4th of july mass! Liturgical dancers

Today at the special July 4th mass, there were women dressed in short skirts, independence day theme, like Uncle Sam. The danced the offertory up to the priest, who was wearing a red-white-blue vestment.
The music was all Your a grand ol’flag, etc…
The processional hymn was the National Anthem.
Pretty cool, but I didn’t like our female state representitive giving the homily.

There’s enough liturgical abuses here to keep your diocese chancery busy.

Abuses from what you described:

Liturgical dance

Vestment colors…color of the day (green) or a saint’s day (white), Mass for the U.S.A. (white)

Your State Represtitive giving the Homily.
The Ordained Minister (Bishop, Priest, or Deacon) can give the Homily.

I am sure others attending my be offended by this because it does not follow the GIRM.

A note on the Liturgical Dancing…In Africa, there is regular dancing at the offerory, as this is the way that the people in Zimbabwe show their joy! would this be classed as a litugical abuse.

[quote=kxaddiso]A note on the Liturgical Dancing…In Africa, there is regular dancing at the offerory, as this is the way that the people in Zimbabwe show their joy! would this be classed as a litugical abuse.
[/quote]

If the culture uses dancing as a way of celebration, then it is not. The Church allows cultural expression.

In the U.S., dance here is looked down because of the possible social ramifications it could suggest. Dancing is more of a social event than a religious one.

[quote=mgy100]Today at the special July 4th mass, there were women dressed in short skirts, independence day theme, like Uncle Sam. The danced the offertory up to the priest, who was wearing a red-white-blue vestment.
The music was all Your a grand ol’flag, etc…
The processional hymn was the National Anthem.
Pretty cool, but I didn’t like our female state representitive giving the homily.
[/quote]

This is the type of Mass I would walk out on.

PF

[quote=mgy100]Today at the special July 4th mass, there were women dressed in short skirts, independence day theme, like Uncle Sam. The danced the offertory up to the priest, who was wearing a red-white-blue vestment.
The music was all Your a grand ol’flag, etc…
The processional hymn was the National Anthem.
Pretty cool, but I didn’t like our female state representitive giving the homily.
[/quote]

See Virginia Stefano

Say it isn’t so.

Time to find another parish.

And to drop off a nice little letter to the parish office, explaining your decision to leave and why, along with a comment that if they ever decide to re-join the Catholic Church and get a Catholic priest as a pastor, you might be back.

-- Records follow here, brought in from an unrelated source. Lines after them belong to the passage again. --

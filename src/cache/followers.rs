//! Follower relationship projection on top of [`TieredCache`].

use std::sync::Arc;

use super::{
    clock::Clock,
    config::CacheConfig,
    keys::CacheKey,
    kv::{KvExt, KvStore, Pipeline, report_kv_error},
    tiered::{Projection, Tier, TieredCache},
};
use crate::domain::entities::FollowerInfo;

/// A user's follower projection as seen by one viewer (or anonymously).
#[derive(Debug, Clone, PartialEq, Eq, Hash)]
pub struct FollowerKey {
    pub user_id: String,
    pub viewer_id: Option<String>,
}

impl FollowerKey {
    pub fn new(user_id: &str, viewer_id: Option<&str>) -> Self {
        Self {
            user_id: user_id.to_string(),
            viewer_id: viewer_id.map(str::to_string),
        }
    }

    pub fn anonymous(user_id: &str) -> Self {
        Self::new(user_id, None)
    }
}

#[derive(Debug, Clone, Copy, Default)]
pub struct FollowerProjection;

impl Projection for FollowerProjection {
    type Id = FollowerKey;
    type Value = FollowerInfo;

    const NAME: &'static str = "follower_info";

    fn primary_key(&self, id: &FollowerKey) -> CacheKey {
        CacheKey::follower_info(&id.user_id, id.viewer_id.as_deref())
    }

    fn backup_key(&self, id: &FollowerKey) -> CacheKey {
        CacheKey::follower_info_backup(&id.user_id, id.viewer_id.as_deref())
    }

    fn index_updates(&self, id: &FollowerKey, value: &FollowerInfo, pipeline: &mut Pipeline) {
        let Some(viewer) = id.viewer_id.as_deref() else {
            return;
        };
        let set = CacheKey::followers_of(&id.user_id);
        if value.is_followed_by_user {
            pipeline.set_add(set, viewer);
        } else {
            pipeline.set_remove(set, viewer);
        }
    }

    /// A follow or unfollow by a named viewer also changes the follower count
    /// every other viewer sees; the anonymous projection is dropped with it.
    fn invalidation_fanout(&self, id: &FollowerKey, pipeline: &mut Pipeline) {
        let Some(viewer) = id.viewer_id.as_deref() else {
            return;
        };
        pipeline.del([
            CacheKey::follower_info(&id.user_id, None),
            CacheKey::follower_info_backup(&id.user_id, None),
        ]);
        pipeline.set_remove(CacheKey::followers_of(&id.user_id), viewer);
    }
}

pub struct FollowerCache {
    tiered: TieredCache<FollowerProjection>,
}

impl FollowerCache {
    pub fn new(kv: Arc<dyn KvStore>, clock: Arc<dyn Clock>, config: &CacheConfig) -> Self {
        Self {
            tiered: TieredCache::new(
                kv,
                clock,
                FollowerProjection,
                config.follower_ttl,
                config.follower_backup_ttl,
            ),
        }
    }

    pub async fn get(&self, user_id: &str, viewer_id: Option<&str>) -> Option<FollowerInfo> {
        self.tiered.get(&FollowerKey::new(user_id, viewer_id)).await
    }

    pub async fn get_with_tier(
        &self,
        user_id: &str,
        viewer_id: Option<&str>,
    ) -> Option<(FollowerInfo, Tier)> {
        self.tiered
            .get_with_tier(&FollowerKey::new(user_id, viewer_id))
            .await
    }

    pub async fn set(&self, user_id: &str, viewer_id: Option<&str>, info: &FollowerInfo) {
        self.tiered
            .set(&FollowerKey::new(user_id, viewer_id), info)
            .await;
    }

    pub async fn invalidate(&self, user_id: &str, viewer_id: Option<&str>) {
        self.tiered
            .invalidate(&FollowerKey::new(user_id, viewer_id))
            .await;
    }

    /// Whether `viewer_id` is recorded as a follower in the derived set.
    /// Absence means "not known to follow", not "known not to follow".
    pub async fn is_follower(&self, user_id: &str, viewer_id: &str) -> bool {
        let key = CacheKey::followers_of(user_id);
        match self.tiered.kv().set_is_member(key.as_str(), viewer_id).await {
            Ok(member) => member,
            Err(err) => {
                report_kv_error("followers.is_follower", key.as_str(), &err);
                false
            }
        }
    }
}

I am just home from my TLM parish where we also had a special Independence Day mass; however, ours was not like mgy 100’s. It was a requiem mass honoring all the military who have given their lives to preserve freedom–including today’s war in Iraq. As Father said, we can disagree on today’s war but we cannot disagree to pray for our military that have lost their lives in the conflict.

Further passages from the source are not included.